The aim of this study was to analyze the effects of brief vagal stimulation (VS) applied before ischemia on acute myocardial infarction and its long-term benefits on an experimental ischemia/reperfusion and non-reperfusion model.Material and methods: Male FVB mice were randomly assigned to different groups. A regional myocardial ischemia during 45 min, followed by either 2 hours or 28 days of reperfusion, with or without 10 min of pre-ischemic vagal stimulation (VS) was performed. In order to evaluate the participation of muscarinic receptors, atropine was administrated during VS. Left ventricular function (LVF) was assessed by echocardiography and catheterization of the left ventricle. Morphometric parameters were also analyzed by a comparison of both ventricles weight (VW) and lungs weight (LW) with the length of the tale (TL) and the tibia (TiL). Finally, infarct size (IS) on the 2h reperfused hearts was measured with TTC. Results: VS+IR-2h presented smaller IS compared to IR-2h and administration of atropine reverted the protection.

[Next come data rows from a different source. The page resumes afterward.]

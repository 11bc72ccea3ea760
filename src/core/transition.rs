//! Immutable records of completed transitions.

use super::state::State;
use super::trigger::TriggerKind;
use chrono::{DateTime, Utc};
use std::any::Any;
use std::fmt;
use std::sync::Arc;

/// Type-erased payload attached to a transition record.
pub type SharedPayload = Arc<dyn Any + Send + Sync>;

/// Record of a single completed transition.
///
/// Records are built once, after the transition has fully succeeded, and are
/// then published to every subscriber. They are never mutated.
///
/// # Example
///
/// ```rust
/// use statetree::core::{Transition, TriggerKind};
///
/// let record = Transition::new("Idle", "Jump", TriggerKind::Transition, Some("W"));
///
/// assert_eq!(record.from, "Idle");
/// assert_eq!(record.to, "Jump");
/// assert_eq!(record.payload_as::<&str>(), Some(&"W"));
/// assert_eq!(record.payload_as::<u32>(), None);
/// ```
#[derive(Clone)]
pub struct Transition<S: State> {
    /// The state the machine was in when the request was resolved
    pub from: S,
    /// The resolved target (equal to `from` for interceptions)
    pub to: S,
    /// What the resolution instructed the machine to do
    pub kind: TriggerKind,
    /// The dispatched payload, if the transition was payload-triggered
    pub payload: Option<SharedPayload>,
    /// When the transition completed
    pub timestamp: DateTime<Utc>,
}

impl<S: State> Transition<S> {
    /// Build a record, stamping it with the current time.
    pub fn new<P>(from: S, to: S, kind: TriggerKind, payload: Option<P>) -> Self
    where
        P: Any + Send + Sync,
    {
        Self {
            from,
            to,
            kind,
            payload: payload.map(|p| Arc::new(p) as SharedPayload),
            timestamp: Utc::now(),
        }
    }

    /// Build a record that carries no payload.
    pub fn bare(from: S, to: S, kind: TriggerKind) -> Self {
        Self::new::<()>(from, to, kind, None)
    }

    /// Borrow the payload as `T`, if present and of that type.
    pub fn payload_as<T: Any>(&self) -> Option<&T> {
        self.payload.as_ref()?.downcast_ref::<T>()
    }

    pub fn has_payload(&self) -> bool {
        self.payload.is_some()
    }

    /// Whether the machine's current state changed as a result.
    pub fn changes_state(&self) -> bool {
        matches!(self.kind, TriggerKind::Transition | TriggerKind::NoProcess)
    }
}

impl<S: State> fmt::Debug for Transition<S> {
    fn fmt(&self, f: &mut fmt::Formatter<'_>) -> fmt::Result {
        f.debug_struct("Transition")
            .field("from", &self.from)
            .field("to", &self.to)
            .field("kind", &self.kind)
            .field("has_payload", &self.payload.is_some())
            .field("timestamp", &self.timestamp)
            .finish()
    }
}
//! Statetree: a hierarchical, payload-typed async state machine
//!
//! A machine tracks one current state, resolves transitions from payloads
//! of any type, and runs entry/exit/excite callbacks along a state
//! hierarchy. Concurrent requests are serialized and every completed
//! transition is delivered to every subscriber.
//!
//! # Core Concepts
//!
//! - **State**: any `Clone + Eq + Hash + Debug` value; the machine never constructs one
//! - **Transition tables**: per state and payload type, static value rules plus dynamic resolvers
//! - **Trigger kinds**: `Transition`, `Excite`, `NoProcess`, `Intercept`, or `Ignore` to defer to the parent state
//! - **Hierarchy**: entering or leaving a substate involves its ancestors up to the nearest common one
//!
//! # Example
//!
//! ```rust
//! use statetree::core::TriggerKind;
//! use statetree::{state_enum, StateMachineBuilder};
//!
//! state_enum! {
//!     enum Stance {
//!         Move,
//!         Walk,
//!         Run,
//!     }
//! }
//!
//! # #[tokio::main]
//! # async fn main() -> Result<(), Box<dyn std::error::Error>> {
//! let machine = StateMachineBuilder::new()
//!     .initial(Stance::Walk)
//!     .substates(Stance::Move, [Stance::Walk, Stance::Run])
//!     .build()?;
//!
//! // Walk has no rule for "shift", so its parent Move resolves it.
//! machine
//!     .table_for::<&str>(Stance::Move)?
//!     .register_static("shift", Stance::Run, TriggerKind::Transition)?;
//!
//! machine.dispatch("shift").await?;
//! assert_eq!(machine.current_state(), Stance::Run);
//! assert!(machine.is_in(&Stance::Move));
//! # Ok(())
//! # }
//! ```

pub mod builder;
pub mod callbacks;
pub mod config;
pub mod core;
pub mod hierarchy;
pub mod machine;
pub mod table;

// Re-export commonly used types
pub use builder::{BuildError, StateMachineBuilder};
pub use callbacks::{CallbackError, CallbackResult};
pub use config::MachineConfig;
pub use core::{Handle, Resolution, State, Transition, TriggerKind};
pub use machine::{MachineError, MachineStatus, StateConfiguration, StateMachine, TransitionStream};
pub use table::TransitionTable;
//! The state machine and its per-state configuration.
//!
//! This module is the imperative shell of the engine:
//! - `StateConfiguration` holds callbacks and transition tables per state
//! - `StateMachine` serializes transitions and runs callback sequences
//! - `TransitionStream` delivers completed transitions to observers

mod configuration;
mod error;
mod notify;
mod state_machine;

pub use configuration::StateConfiguration;
pub use error::{CallbackPhase, MachineError};
pub use notify::TransitionStream;
pub use state_machine::{MachineStatus, StateMachine};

On the other hand, while the IR-28d group showed a significantly higher LVEDP with a lower EF and SF compared to the Sham-28d group, and VS reverted these findings, the administration of atropine did not reduced echocardiographic parameters. A reduction in EF and SF was observed in the group without reperfusion. EV improves ventricular function and this was not reversed with atropine. Finally, both in the group with ischemia and reperfusion and in the group without reperfusion there was an increase in ventricular weight that was not reduced with the EV.In conclusion, brief VS applied before ischemia confers cardioprotection, reducing the acute infarct size and improving long-term LVF independently of the action of muscarinic receptor and infarct size.